Fed comments showed more support for oil, showing growing confidence in the progress made on inflation. Top Fed policymakers said on Wednesday that inflation had eased, paving the way for rate cuts.

These sentiments come after last week’s consumer inflation report, which showed the first decline in four years. It was a significant achievement for the Fed, which has struggled to lower price pressures. At the same time, demand in the economy has decreased, reducing the chance that inflation will spike. Notably, unemployment has risen, and job growth has eased. 

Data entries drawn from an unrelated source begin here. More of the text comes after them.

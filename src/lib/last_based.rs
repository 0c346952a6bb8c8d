use std::fs::File;
use std::io::{BufRead, BufReader};
use std::path::Path;
use indexmap::IndexSet;
use regex::Regex;
use log::{debug, warn};

use crate::lib::common::{*};

/// Lines shorter than this cannot start an alignment block
const MIN_BLOCK_LINE: usize = 5;

/// Reads a LAST alignment file (MAF flavour) block by block.
/// A block looks like this:
///
/// ```text
/// a score=450 EG2=1.2e-08
/// s 7     1000 50 + 200000 ACGT...
/// s readA 10   50 + 5000   ACGT...
///
/// ```
///
/// The first `key=value` pair of the score line is taken as score,
/// followed by the reference line, the read line and a separator.
/// Comment lines starting with "#" are ignored wherever they appear.
///
/// Malformed blocks are reported as `AltMapError::Format` and the
/// reader continues with the next block, I/O errors end the iteration.
pub struct LastReader<R: BufRead> {
    reader: R,
    buf: String,
    line_no: usize,
    score_regex: Regex,
    done: bool,
}

impl LastReader<BufReader<File>> {
    pub fn from_path<P: AsRef<Path>>(path: P) -> Result<Self, AltMapError> {
        let input = File::open(path)?;
        Ok(LastReader::new(BufReader::new(input)))
    }
}

impl<R: BufRead> LastReader<R> {
    pub fn new(reader: R) -> Self {
        LastReader {
            reader,
            buf: String::new(),
            line_no: 0,
            // the pattern is a constant and known to compile
            score_regex: Regex::new(r"([^\s=]+)=(\S+)").unwrap(),
            done: false,
        }
    }

    /// next line without its terminator, None at the end of the stream
    fn next_line(&mut self) -> Result<Option<String>, AltMapError> {
        self.buf.clear();
        let n = self.reader.read_line(&mut self.buf)?;
        if n == 0 {
            return Ok(None);
        }
        self.line_no += 1;
        Ok(Some(self.buf.trim_end_matches(&['\n', '\r'][..]).to_string()))
    }

    fn parse_score(&self, line: &str, line_no: usize) -> Result<u32, AltMapError> {
        let caps = self.score_regex.captures(line).ok_or_else(|| AltMapError::Format {
            line: line_no,
            message: format!("no key=value pair in score line {:?}", line),
        })?;
        caps[2].parse::<u32>().map_err(|_| AltMapError::Format {
            line: line_no,
            message: format!("score {:?} is not an integer", &caps[2]),
        })
    }

    fn decode_block(
        &self,
        score_line: &str,
        start: usize,
        ref_line: &str,
        read_line: &str
    ) -> Result<MappingRecord, AltMapError> {
        let score = self.parse_score(score_line, start)?;
        let reference = GenomicRegion::from_last_line(ref_line)
            .map_err(|message| AltMapError::Format { line: start + 1, message })?;
        let read = GenomicRegion::from_last_line(read_line)
            .map_err(|message| AltMapError::Format { line: start + 2, message })?;
        MappingRecord::new(score, reference, read)
            .map_err(|message| AltMapError::Format { line: start + 1, message })
    }
}

impl<R: BufRead> Iterator for LastReader<R> {
    type Item = Result<MappingRecord, AltMapError>;

    fn next(&mut self) -> Option<Self::Item> {
        if self.done {
            return None;
        }
        let score_line = loop {
            match self.next_line() {
                Ok(Some(line)) => {
                    if line.starts_with('#') || line.len() < MIN_BLOCK_LINE {
                        continue;
                    }
                    break line;
                }
                Ok(None) => {
                    self.done = true;
                    return None;
                }
                Err(e) => {
                    self.done = true;
                    return Some(Err(e));
                }
            }
        };
        let start = self.line_no;

        // reference, read and separator are taken as they come
        let mut body: Vec<String> = Vec::with_capacity(3);
        while body.len() < 3 {
            match self.next_line() {
                Ok(Some(line)) => body.push(line),
                Ok(None) => {
                    self.done = true;
                    return Some(Err(AltMapError::Format {
                        line: start,
                        message: format!("truncated block, stream ended after {} of 3 lines", body.len()),
                    }));
                }
                Err(e) => {
                    self.done = true;
                    return Some(Err(e));
                }
            }
        }
        if !body[2].trim().is_empty() {
            debug!("Block at line {} is not followed by an empty line: {:?}", start, &body[2]);
        }
        Some(self.decode_block(&score_line, start, &body[0], &body[1]))
    }
}


/// Some book-keeping of what happened while collecting
#[derive(Debug,Default,Clone,Copy,PartialEq,Eq)]
pub struct CollectStats {
    /// well formed blocks
    pub parsed: usize,
    /// blocks attached to a read
    pub kept: usize,
    /// unknown read or below threshold
    pub discarded: usize,
    /// dropped because of format errors
    pub malformed: usize,
}

/// This takes the stream of LAST records and keeps only those which belong
/// to one of our candidate reads and have a score of at least `quality_threshold`.
/// Each candidate read becomes a key of the returned collection, even without
/// any retained mapping. Records are kept in the order they arrive.
/// Format errors are logged and skipped, any other error ends the collection.
///
/// Unittest: TRUE
///
/// ```
/// use altmapping::lib::last_based::{LastReader, collect_alt_mappings};
/// use indexmap::IndexSet;
/// let last = "a score=450\ns 7 1000 50 + 200000 ACGT\ns readA 10 50 + 5000 ACGT\n\n";
/// let mut candidates = IndexSet::new();
/// candidates.insert(String::from("readA"));
/// let (collection, stats) = collect_alt_mappings(LastReader::new(last.as_bytes()), &candidates, 300).unwrap();
/// assert_eq!(collection["readA"].len(), 1);
/// assert_eq!(stats.kept, 1);
/// ```
pub fn collect_alt_mappings<I>(
    records: I,
    candidates: &IndexSet<String>,
    quality_threshold: u32
) -> Result<(ReadMappingCollection, CollectStats), AltMapError>
where
    I: IntoIterator<Item = Result<MappingRecord, AltMapError>>,
{
    let mut collection: ReadMappingCollection = candidates
        .iter()
        .map(|name| (name.clone(), Vec::new()))
        .collect();
    let mut stats = CollectStats::default();

    for entry in records {
        let record = match entry {
            Ok(x) => x,
            Err(e) if e.is_format() => {
                warn!("{}, block dropped", e);
                stats.malformed += 1;
                continue;
            }
            Err(e) => return Err(e),
        };
        stats.parsed += 1;
        if record.score < quality_threshold {
            stats.discarded += 1;
            continue;
        }
        match collection.get_mut(record.read_name()) {
            Some(mappings) => {
                debug!("Keeping mapping {}", &record);
                mappings.push(record);
                stats.kept += 1;
            }
            None => stats.discarded += 1,
        }
    }
    Ok((collection, stats))
}


#[cfg(test)]
mod tests {
    use super::*;
    use std::io::Write;
    use tempfile::NamedTempFile;

    const BLOCK_A: &str = "a_score=450\n\
        s 7 1000 50 + 200000 ACGTACGT\n\
        s readA 10 50 + 5000 ACGTACGT\n\
        \n";

    fn candidates(names: &[&str]) -> IndexSet<String> {
        names.iter().map(|x| x.to_string()).collect()
    }

    #[test]
    fn parse_single_block_with_header() {
        let input = format!("# LAST version 1060\n{}", BLOCK_A);
        let records: Vec<Result<MappingRecord, AltMapError>> = LastReader::new(input.as_bytes()).collect();
        assert_eq!(records.len(), 1);
        let record = records[0].as_ref().unwrap();
        assert_eq!(record.score, 450);
        assert_eq!(record.reference_region.locus, "7");
        assert_eq!(record.locus_ordinal(), 7);
        assert_eq!(record.read_region.locus, "readA");
        assert_eq!(record.read_region.start, 10);
        assert_eq!(record.read_region.length, 50);
        assert_eq!(record.read_region.total_length, 5000);
        assert_eq!(record.reference_region.total_length, 200000);
    }

    #[test]
    fn parse_maf_score_line() {
        let input = "#\n# header\na score=612 EG2=1.1e-09 E=3.2e-19\n\
            s chrX 500 40 + 156040895 ACGT\n\
            s readB 0 40 - 900 ACGT\n\n";
        let records: Vec<MappingRecord> = LastReader::new(input.as_bytes()).map(|x| x.unwrap()).collect();
        assert_eq!(records.len(), 1);
        assert_eq!(records[0].score, 612);
        assert_eq!(records[0].locus_ordinal(), 23);
        assert!(records[0].read_region.is_reverse());
    }

    #[test]
    fn interspersed_comments_are_skipped() {
        let input = format!("# header\n{}# batch 2\n{}", BLOCK_A, BLOCK_A.replace("450", "500"));
        let scores: Vec<u32> = LastReader::new(input.as_bytes()).map(|x| x.unwrap().score).collect();
        assert_eq!(scores, vec![450, 500]);
    }

    #[test]
    fn bad_score_is_dropped_and_parsing_continues() {
        let input = format!("{}{}", BLOCK_A.replace("450", "many"), BLOCK_A);
        let records: Vec<Result<MappingRecord, AltMapError>> = LastReader::new(input.as_bytes()).collect();
        assert_eq!(records.len(), 2);
        match &records[0] {
            Err(AltMapError::Format { line, .. }) => assert_eq!(*line, 1),
            x => panic!("expected format error, got {:?}", x),
        }
        assert_eq!(records[1].as_ref().unwrap().score, 450);
    }

    #[test]
    fn wrong_field_count_is_dropped() {
        let broken = "a score=300\ns 7 1000 50 + 200000\ns readA 10 50 + 5000 ACGT\n\n";
        let input = format!("{}{}", broken, BLOCK_A);
        let records: Vec<Result<MappingRecord, AltMapError>> = LastReader::new(input.as_bytes()).collect();
        assert_eq!(records.len(), 2);
        match &records[0] {
            Err(AltMapError::Format { line, .. }) => assert_eq!(*line, 2),
            x => panic!("expected format error, got {:?}", x),
        }
        assert!(records[1].is_ok());
    }

    #[test]
    fn truncated_trailing_block() {
        let input = format!("{}a score=700\ns 7 1000 50 + 200000 ACGT\n", BLOCK_A);
        let records: Vec<Result<MappingRecord, AltMapError>> = LastReader::new(input.as_bytes()).collect();
        assert_eq!(records.len(), 2);
        assert!(records[0].is_ok());
        assert!(records[1].as_ref().unwrap_err().is_format());
    }

    #[test]
    fn short_lines_do_not_start_blocks() {
        let input = format!("\n \nab\n{}", BLOCK_A);
        let records: Vec<MappingRecord> = LastReader::new(input.as_bytes()).map(|x| x.unwrap()).collect();
        assert_eq!(records.len(), 1);
    }

    #[test]
    fn from_path_reads_file() {
        let mut tmp = NamedTempFile::new().unwrap();
        tmp.write_all(BLOCK_A.as_bytes()).unwrap();
        tmp.flush().unwrap();
        let reader = LastReader::from_path(tmp.path()).unwrap();
        assert_eq!(reader.count(), 1);
    }

    #[test]
    fn collect_respects_threshold() {
        let (kept, stats) = collect_alt_mappings(LastReader::new(BLOCK_A.as_bytes()), &candidates(&["readA"]), 300).unwrap();
        assert_eq!(kept["readA"].len(), 1);
        assert_eq!(stats, CollectStats { parsed: 1, kept: 1, discarded: 0, malformed: 0 });

        let (dropped, stats) = collect_alt_mappings(LastReader::new(BLOCK_A.as_bytes()), &candidates(&["readA"]), 500).unwrap();
        assert!(dropped["readA"].is_empty());
        assert_eq!(stats.discarded, 1);

        // inclusive
        let (edge, _) = collect_alt_mappings(LastReader::new(BLOCK_A.as_bytes()), &candidates(&["readA"]), 450).unwrap();
        assert_eq!(edge["readA"].len(), 1);
    }

    #[test]
    fn collect_ignores_unknown_reads() {
        let (collection, stats) = collect_alt_mappings(
            LastReader::new(BLOCK_A.as_bytes()),
            &candidates(&["readB", "readC"]),
            300
        ).unwrap();
        assert_eq!(collection.len(), 2);
        assert!(collection.values().all(|x| x.is_empty()));
        assert!(!collection.contains_key("readA"));
        assert_eq!(stats.discarded, 1);
    }

    #[test]
    fn collect_keeps_arrival_order() {
        let input = format!(
            "{}{}{}",
            BLOCK_A.replace("450", "600"),
            BLOCK_A.replace("450", "310"),
            BLOCK_A
        );
        let (collection, _) = collect_alt_mappings(LastReader::new(input.as_bytes()), &candidates(&["readA"]), 300).unwrap();
        let scores: Vec<u32> = collection["readA"].iter().map(|x| x.score).collect();
        assert_eq!(scores, vec![600, 310, 450]);
    }

    #[test]
    fn collect_counts_malformed() {
        let input = format!("{}{}", BLOCK_A.replace("s 7 ", "s MT "), BLOCK_A);
        let (collection, stats) = collect_alt_mappings(LastReader::new(input.as_bytes()), &candidates(&["readA"]), 300).unwrap();
        assert_eq!(collection["readA"].len(), 1);
        assert_eq!(stats.malformed, 1);
    }
}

However, there is still no risk that the economy will tip into a recession. Retail sales data on Tuesday showed stronger-than-expected figures, indicating resilience. Economists had expected retail sales to fall by 0.3%. However, they were unchanged during the month, suggesting the US consumer is not as weak as expected. 

All these factors have given investors the confidence to fully price a Fed rate cut in September. Lower borrowing costs benefit oil prices as fuel demand goes up. At the same time, rate cuts weaken the dollar, making oil cheaper for foreign buyers and increasing demand.

On Wednesday, the dollar fell to a 17-week low against other major currencies. It continued its decline despite the upbeat retail sales report because all focus was on the looming Fed rate cut. 

Meanwhile, downward pressure on oil was felt as data from China revealed that the economy grew by 4.7% in Q2. This was the slowest growth since Q1 of 2023. China is the world’s leading consumer of oil. Therefore, the deterioration of China’s economy has a big negative impact on the outlook for oil demand.